[What to produce]: Go through the data below. Pull out every line that has the word "product".

-- Dataset excerpts follows --

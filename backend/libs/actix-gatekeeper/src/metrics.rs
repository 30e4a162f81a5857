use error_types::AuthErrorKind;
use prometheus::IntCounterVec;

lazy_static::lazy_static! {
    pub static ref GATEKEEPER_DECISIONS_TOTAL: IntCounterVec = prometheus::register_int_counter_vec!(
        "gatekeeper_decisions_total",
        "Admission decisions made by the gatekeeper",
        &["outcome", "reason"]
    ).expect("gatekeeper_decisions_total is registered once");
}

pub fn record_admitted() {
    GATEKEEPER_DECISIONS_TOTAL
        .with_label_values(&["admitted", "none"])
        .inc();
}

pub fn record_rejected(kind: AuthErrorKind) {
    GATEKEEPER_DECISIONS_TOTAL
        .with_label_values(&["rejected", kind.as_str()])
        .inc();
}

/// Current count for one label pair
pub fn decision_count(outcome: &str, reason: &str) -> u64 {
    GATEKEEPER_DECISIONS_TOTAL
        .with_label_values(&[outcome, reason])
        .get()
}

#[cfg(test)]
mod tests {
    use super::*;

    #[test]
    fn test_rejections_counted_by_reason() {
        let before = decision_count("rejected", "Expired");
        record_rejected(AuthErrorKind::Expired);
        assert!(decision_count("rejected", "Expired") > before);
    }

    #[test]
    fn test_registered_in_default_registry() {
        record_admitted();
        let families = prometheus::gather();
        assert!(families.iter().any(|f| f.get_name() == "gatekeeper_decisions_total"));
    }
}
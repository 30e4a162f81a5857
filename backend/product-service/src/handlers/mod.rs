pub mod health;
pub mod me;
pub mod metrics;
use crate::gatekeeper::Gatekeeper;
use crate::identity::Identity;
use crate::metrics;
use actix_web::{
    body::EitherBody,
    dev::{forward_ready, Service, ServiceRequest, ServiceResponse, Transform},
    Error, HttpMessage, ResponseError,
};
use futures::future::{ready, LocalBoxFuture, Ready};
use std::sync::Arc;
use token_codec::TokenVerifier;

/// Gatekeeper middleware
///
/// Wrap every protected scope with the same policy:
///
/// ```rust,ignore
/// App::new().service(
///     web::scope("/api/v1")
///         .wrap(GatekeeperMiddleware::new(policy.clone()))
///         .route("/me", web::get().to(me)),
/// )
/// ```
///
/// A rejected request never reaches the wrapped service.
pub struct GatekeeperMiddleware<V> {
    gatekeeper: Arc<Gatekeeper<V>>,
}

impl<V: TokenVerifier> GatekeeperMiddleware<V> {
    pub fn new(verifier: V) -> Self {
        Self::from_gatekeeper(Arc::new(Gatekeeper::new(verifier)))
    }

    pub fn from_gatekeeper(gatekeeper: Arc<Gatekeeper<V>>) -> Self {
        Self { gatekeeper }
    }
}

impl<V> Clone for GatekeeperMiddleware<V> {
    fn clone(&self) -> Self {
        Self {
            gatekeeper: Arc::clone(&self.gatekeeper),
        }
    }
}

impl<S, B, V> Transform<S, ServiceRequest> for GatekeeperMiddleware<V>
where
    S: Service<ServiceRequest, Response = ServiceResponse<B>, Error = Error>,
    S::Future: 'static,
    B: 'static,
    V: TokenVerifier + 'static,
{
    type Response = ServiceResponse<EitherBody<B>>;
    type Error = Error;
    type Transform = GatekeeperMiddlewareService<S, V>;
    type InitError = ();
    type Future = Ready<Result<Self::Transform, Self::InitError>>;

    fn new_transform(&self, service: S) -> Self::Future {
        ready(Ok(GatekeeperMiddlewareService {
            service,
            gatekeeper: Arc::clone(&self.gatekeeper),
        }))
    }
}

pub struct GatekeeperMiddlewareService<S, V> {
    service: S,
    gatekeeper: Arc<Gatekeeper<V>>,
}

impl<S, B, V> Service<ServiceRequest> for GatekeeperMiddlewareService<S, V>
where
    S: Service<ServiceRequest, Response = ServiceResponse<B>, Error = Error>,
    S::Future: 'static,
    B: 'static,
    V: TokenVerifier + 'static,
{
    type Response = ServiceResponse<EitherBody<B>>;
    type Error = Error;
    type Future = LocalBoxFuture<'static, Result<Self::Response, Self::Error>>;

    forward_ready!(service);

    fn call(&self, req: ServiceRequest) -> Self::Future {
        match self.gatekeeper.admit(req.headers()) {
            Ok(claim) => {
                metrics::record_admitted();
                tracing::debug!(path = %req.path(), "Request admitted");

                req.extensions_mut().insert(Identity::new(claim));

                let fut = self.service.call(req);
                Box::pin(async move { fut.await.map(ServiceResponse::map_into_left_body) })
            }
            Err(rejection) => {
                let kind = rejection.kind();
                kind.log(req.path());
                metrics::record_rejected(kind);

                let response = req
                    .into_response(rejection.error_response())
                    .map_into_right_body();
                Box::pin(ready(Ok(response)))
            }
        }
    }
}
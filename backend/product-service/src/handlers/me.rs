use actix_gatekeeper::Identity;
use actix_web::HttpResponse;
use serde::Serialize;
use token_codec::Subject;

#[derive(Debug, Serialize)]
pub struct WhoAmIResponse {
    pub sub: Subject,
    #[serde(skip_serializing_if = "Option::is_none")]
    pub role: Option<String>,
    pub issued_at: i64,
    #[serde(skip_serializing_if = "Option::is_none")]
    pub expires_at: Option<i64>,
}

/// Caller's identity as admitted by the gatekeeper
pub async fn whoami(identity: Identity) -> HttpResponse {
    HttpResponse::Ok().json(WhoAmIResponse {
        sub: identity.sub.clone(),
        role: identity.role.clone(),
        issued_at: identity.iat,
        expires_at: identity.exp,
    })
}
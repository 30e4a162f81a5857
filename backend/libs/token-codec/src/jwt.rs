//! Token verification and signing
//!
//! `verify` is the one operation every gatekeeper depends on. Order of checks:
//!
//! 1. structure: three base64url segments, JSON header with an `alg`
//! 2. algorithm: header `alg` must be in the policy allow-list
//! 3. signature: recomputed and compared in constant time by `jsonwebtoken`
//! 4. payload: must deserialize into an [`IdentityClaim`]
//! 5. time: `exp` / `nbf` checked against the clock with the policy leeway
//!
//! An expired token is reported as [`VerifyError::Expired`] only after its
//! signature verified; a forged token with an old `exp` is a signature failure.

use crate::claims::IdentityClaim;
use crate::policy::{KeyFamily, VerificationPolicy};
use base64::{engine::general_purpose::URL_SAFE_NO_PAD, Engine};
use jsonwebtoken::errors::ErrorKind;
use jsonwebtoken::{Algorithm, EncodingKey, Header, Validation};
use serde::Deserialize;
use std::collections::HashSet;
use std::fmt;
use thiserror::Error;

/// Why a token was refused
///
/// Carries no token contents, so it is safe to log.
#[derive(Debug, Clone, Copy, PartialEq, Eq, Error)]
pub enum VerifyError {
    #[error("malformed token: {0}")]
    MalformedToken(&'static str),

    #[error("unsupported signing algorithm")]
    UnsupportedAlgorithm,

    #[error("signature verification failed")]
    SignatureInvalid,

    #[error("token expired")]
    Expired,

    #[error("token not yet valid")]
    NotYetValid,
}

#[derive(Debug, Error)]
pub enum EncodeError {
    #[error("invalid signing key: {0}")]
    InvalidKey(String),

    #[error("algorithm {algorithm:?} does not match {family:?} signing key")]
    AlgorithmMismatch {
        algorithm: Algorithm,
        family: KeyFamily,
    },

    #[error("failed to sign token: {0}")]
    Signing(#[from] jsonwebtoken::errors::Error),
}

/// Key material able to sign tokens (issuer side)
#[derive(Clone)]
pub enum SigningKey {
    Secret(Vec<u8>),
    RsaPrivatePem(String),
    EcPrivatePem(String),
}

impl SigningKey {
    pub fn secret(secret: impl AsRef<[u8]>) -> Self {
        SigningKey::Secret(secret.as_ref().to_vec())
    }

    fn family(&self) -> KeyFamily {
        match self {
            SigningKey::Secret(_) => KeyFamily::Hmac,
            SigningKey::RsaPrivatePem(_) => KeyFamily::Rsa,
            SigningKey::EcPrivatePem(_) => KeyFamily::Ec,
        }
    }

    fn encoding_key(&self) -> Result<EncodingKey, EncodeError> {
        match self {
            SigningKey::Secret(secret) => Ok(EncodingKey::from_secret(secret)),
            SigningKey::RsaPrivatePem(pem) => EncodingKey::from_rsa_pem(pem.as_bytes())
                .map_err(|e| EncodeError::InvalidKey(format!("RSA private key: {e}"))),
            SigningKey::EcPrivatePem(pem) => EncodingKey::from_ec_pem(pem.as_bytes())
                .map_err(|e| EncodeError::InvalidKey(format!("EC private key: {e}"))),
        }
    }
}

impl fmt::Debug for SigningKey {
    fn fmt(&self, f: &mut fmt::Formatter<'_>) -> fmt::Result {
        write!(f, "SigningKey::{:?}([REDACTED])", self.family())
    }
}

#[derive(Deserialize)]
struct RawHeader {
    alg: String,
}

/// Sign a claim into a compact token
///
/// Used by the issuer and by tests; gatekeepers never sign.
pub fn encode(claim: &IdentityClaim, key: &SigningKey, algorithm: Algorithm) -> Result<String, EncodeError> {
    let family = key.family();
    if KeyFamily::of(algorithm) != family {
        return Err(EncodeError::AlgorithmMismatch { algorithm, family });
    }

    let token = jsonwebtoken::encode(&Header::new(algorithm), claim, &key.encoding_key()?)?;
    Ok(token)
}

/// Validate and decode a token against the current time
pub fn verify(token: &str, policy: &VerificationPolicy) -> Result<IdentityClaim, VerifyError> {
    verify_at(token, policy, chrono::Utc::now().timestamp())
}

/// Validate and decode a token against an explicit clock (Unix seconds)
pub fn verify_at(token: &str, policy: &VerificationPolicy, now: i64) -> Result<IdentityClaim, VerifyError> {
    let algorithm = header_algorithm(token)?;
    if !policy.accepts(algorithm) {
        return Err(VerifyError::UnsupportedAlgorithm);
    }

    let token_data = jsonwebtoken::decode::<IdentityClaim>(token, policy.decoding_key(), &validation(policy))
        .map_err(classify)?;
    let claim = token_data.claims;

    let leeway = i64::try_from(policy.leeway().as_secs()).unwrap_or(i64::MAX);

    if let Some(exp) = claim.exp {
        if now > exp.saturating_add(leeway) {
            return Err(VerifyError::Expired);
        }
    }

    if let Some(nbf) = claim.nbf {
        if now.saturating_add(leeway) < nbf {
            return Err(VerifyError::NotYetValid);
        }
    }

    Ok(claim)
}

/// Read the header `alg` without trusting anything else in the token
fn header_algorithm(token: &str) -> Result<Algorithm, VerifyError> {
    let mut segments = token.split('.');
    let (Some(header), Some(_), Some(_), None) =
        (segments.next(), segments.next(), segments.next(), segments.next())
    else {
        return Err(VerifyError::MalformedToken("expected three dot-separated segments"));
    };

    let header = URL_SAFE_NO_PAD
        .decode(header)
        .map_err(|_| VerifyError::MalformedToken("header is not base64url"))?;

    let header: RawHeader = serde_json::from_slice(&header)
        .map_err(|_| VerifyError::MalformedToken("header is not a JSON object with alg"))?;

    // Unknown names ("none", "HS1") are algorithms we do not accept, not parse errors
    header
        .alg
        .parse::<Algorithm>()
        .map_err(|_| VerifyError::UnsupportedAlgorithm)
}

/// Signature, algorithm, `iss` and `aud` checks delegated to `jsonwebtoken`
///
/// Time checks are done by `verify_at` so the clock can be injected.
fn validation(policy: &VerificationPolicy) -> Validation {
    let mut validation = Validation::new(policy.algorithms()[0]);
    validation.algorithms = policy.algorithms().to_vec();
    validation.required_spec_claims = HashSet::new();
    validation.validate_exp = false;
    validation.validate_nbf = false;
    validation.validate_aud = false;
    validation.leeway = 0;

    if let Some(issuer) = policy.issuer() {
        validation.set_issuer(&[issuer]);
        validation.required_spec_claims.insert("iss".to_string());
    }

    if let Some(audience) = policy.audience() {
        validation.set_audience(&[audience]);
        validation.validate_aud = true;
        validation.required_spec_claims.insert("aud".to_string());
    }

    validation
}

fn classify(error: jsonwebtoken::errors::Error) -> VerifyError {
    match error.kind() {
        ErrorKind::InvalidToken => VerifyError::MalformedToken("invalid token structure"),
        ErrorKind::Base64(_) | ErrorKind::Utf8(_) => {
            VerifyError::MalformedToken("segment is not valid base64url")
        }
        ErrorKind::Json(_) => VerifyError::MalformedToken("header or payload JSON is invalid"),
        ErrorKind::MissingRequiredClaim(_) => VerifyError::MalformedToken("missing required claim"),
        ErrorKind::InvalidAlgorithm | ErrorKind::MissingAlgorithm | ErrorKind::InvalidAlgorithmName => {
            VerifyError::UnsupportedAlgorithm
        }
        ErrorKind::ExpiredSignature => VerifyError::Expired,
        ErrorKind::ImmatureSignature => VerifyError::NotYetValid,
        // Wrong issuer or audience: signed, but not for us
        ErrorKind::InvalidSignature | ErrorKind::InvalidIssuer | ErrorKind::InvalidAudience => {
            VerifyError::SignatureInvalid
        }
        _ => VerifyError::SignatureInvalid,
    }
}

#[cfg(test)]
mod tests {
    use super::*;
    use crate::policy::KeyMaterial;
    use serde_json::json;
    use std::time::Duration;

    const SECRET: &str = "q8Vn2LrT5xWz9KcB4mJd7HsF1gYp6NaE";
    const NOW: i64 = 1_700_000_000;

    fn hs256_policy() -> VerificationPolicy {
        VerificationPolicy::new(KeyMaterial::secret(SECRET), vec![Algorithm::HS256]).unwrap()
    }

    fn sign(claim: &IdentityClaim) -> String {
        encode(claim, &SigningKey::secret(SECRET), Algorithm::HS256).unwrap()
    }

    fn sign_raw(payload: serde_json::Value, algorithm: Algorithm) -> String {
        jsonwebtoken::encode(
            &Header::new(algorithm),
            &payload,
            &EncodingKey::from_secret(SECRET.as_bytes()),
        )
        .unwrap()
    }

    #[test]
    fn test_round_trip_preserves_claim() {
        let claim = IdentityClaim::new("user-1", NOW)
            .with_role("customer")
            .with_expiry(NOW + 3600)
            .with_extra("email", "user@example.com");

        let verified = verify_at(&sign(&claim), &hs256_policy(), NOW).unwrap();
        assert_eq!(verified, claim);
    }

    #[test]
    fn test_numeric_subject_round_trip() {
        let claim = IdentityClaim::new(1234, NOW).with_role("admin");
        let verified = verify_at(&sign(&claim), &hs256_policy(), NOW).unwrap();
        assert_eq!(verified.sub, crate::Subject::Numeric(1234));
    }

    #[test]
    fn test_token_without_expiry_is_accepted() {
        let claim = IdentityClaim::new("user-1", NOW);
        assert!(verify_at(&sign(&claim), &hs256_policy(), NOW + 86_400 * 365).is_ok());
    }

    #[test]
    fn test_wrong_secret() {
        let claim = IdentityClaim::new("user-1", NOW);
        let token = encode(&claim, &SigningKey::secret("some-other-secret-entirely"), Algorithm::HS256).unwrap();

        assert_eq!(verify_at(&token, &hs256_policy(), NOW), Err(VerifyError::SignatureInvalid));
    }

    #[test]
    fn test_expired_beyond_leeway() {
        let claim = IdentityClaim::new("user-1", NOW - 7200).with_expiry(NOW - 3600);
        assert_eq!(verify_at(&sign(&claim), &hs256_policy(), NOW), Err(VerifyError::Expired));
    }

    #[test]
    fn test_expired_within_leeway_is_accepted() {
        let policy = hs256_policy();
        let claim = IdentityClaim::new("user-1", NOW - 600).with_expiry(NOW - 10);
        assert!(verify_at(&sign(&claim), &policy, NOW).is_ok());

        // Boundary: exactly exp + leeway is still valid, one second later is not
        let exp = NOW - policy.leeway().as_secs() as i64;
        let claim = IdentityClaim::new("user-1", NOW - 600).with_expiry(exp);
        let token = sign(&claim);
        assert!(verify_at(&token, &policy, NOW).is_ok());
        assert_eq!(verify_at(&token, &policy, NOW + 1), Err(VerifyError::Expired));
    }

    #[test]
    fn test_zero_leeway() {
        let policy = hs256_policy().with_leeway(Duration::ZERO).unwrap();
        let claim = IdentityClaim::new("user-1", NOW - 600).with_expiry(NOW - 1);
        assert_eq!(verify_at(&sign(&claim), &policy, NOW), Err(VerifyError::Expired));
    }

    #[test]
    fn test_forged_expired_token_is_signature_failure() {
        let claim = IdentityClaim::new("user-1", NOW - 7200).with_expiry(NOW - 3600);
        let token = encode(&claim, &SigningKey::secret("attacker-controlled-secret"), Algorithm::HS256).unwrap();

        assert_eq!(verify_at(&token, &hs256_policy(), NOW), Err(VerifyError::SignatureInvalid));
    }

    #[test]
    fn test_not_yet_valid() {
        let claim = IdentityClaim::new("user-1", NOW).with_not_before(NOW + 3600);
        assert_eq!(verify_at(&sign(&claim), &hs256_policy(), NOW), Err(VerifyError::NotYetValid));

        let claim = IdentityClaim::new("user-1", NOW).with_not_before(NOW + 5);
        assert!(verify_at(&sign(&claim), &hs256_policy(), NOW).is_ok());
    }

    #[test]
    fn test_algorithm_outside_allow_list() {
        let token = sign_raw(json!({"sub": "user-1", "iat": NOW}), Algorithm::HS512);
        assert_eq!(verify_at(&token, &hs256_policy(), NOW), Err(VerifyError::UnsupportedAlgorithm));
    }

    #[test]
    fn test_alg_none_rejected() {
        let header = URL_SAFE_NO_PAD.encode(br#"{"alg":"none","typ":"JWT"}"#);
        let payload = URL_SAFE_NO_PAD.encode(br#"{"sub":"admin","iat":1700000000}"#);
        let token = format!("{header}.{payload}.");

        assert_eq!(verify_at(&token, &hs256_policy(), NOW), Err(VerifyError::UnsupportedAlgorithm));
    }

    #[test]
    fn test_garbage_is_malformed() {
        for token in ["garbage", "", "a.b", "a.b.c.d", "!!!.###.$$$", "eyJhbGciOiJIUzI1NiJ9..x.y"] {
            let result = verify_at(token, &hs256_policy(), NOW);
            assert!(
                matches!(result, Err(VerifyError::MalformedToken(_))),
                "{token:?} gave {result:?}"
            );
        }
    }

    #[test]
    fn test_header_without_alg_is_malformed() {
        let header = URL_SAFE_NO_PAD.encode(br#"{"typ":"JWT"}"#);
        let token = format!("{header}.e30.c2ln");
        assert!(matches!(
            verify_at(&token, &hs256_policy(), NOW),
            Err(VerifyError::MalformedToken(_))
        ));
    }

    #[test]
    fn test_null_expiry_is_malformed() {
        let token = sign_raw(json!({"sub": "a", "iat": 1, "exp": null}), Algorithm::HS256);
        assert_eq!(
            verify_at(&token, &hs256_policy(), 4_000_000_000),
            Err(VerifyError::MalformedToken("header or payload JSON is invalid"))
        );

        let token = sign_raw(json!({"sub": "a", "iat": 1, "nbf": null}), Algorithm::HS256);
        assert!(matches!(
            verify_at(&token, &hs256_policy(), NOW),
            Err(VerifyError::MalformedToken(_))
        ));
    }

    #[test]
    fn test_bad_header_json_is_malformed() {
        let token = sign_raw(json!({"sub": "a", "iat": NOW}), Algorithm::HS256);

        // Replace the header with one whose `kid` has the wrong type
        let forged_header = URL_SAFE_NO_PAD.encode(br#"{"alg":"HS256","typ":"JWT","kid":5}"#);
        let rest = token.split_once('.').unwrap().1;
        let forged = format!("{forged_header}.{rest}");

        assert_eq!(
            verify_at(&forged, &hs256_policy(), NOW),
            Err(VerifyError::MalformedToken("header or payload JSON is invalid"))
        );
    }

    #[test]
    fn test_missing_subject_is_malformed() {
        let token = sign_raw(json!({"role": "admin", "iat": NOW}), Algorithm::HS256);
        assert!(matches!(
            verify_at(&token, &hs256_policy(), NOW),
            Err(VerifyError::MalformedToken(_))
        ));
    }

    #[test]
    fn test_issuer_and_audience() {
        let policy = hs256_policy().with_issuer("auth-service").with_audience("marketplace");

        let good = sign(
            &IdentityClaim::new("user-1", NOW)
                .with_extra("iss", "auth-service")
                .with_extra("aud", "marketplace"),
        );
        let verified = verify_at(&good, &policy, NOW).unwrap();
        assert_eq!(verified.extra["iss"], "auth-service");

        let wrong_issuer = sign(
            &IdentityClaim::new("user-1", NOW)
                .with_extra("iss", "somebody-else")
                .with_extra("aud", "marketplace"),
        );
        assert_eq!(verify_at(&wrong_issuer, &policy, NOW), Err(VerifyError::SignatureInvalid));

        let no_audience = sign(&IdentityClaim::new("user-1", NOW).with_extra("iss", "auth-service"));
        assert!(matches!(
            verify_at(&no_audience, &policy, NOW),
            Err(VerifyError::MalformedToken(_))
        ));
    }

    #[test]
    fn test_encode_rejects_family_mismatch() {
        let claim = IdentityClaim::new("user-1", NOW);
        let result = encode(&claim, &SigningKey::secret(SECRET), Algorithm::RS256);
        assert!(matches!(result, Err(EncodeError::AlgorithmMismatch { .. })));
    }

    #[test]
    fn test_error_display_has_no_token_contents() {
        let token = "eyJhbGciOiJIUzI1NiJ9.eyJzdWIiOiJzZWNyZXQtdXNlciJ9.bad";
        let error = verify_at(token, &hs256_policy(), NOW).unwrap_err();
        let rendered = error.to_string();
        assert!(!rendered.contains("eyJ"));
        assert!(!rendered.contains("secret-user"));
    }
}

-- Dataset excerpts concluded --

[Exercise answer]:
filename backend/product-service/src/handlers/mod.rs
filename backend/product-service/src/handlers/me.rs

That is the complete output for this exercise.